TASK ITEM:
Show, from the records below, all lines that contain the word "Debug".

Collected data:

************

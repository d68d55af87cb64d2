use crate::errors::Result;
use crate::users::users_model::User;
use async_trait::async_trait;

/// Remote endpoints for the current user.
#[async_trait]
pub trait UsersApi: Send + Sync {
    async fn fetch_current_user(&self) -> Result<User>;
    async fn update_current_user(&self, user: &User) -> Result<User>;
}

/// Trait for user repository operations (local cache)
#[async_trait]
pub trait UserRepositoryTrait: Send + Sync {
    fn get_user_by_id(&self, id: &str) -> Result<Option<User>>;
    async fn upsert_user(&self, user: User) -> Result<User>;
}

/// Trait for user service operations
#[async_trait]
pub trait UserServiceTrait: Send + Sync {
    /// Fetch the current user, preferring the server and falling back to the
    /// cached row when the network is unavailable.
    async fn get_current_user(&self) -> Result<User>;
    async fn update_current_user(&self, user: User) -> Result<User>;
}
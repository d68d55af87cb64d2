use diesel::prelude::*;
use serde::{Deserialize, Serialize};

pub const KIND_INCOME: &str = "Income";
pub const KIND_EXPENSE: &str = "Expense";

/// Database model for categories.
///
/// There is no uniqueness constraint on (name, kind); two categories with the
/// same name and different ids are distinct entities.
#[derive(
    Queryable,
    Identifiable,
    Insertable,
    AsChangeset,
    Selectable,
    PartialEq,
    Serialize,
    Deserialize,
    Debug,
    Clone,
)]
#[diesel(table_name = crate::schema::categories)]
#[diesel(check_for_backend(diesel::sqlite::Sqlite))]
#[serde(rename_all = "camelCase")]
pub struct Category {
    pub id: String,
    pub name: String,
    #[serde(rename = "type")]
    pub kind: String,
    pub user_id: String,
}

impl Category {
    pub fn is_income(&self) -> bool {
        self.kind == KIND_INCOME
    }

    pub fn is_expense(&self) -> bool {
        self.kind == KIND_EXPENSE
    }
}

/// Request body for category create/update calls.
#[derive(Serialize, Deserialize, Debug, Clone)]
#[serde(rename_all = "camelCase")]
pub struct CategoryRequest {
    pub name: String,
    #[serde(rename = "type")]
    pub kind: String,
    #[serde(skip_serializing_if = "Option::is_none")]
    pub user_id: Option<String>,
}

************

TASK RESPONSE:
    Debug,
#[derive(Serialize, Deserialize, Debug, Clone)]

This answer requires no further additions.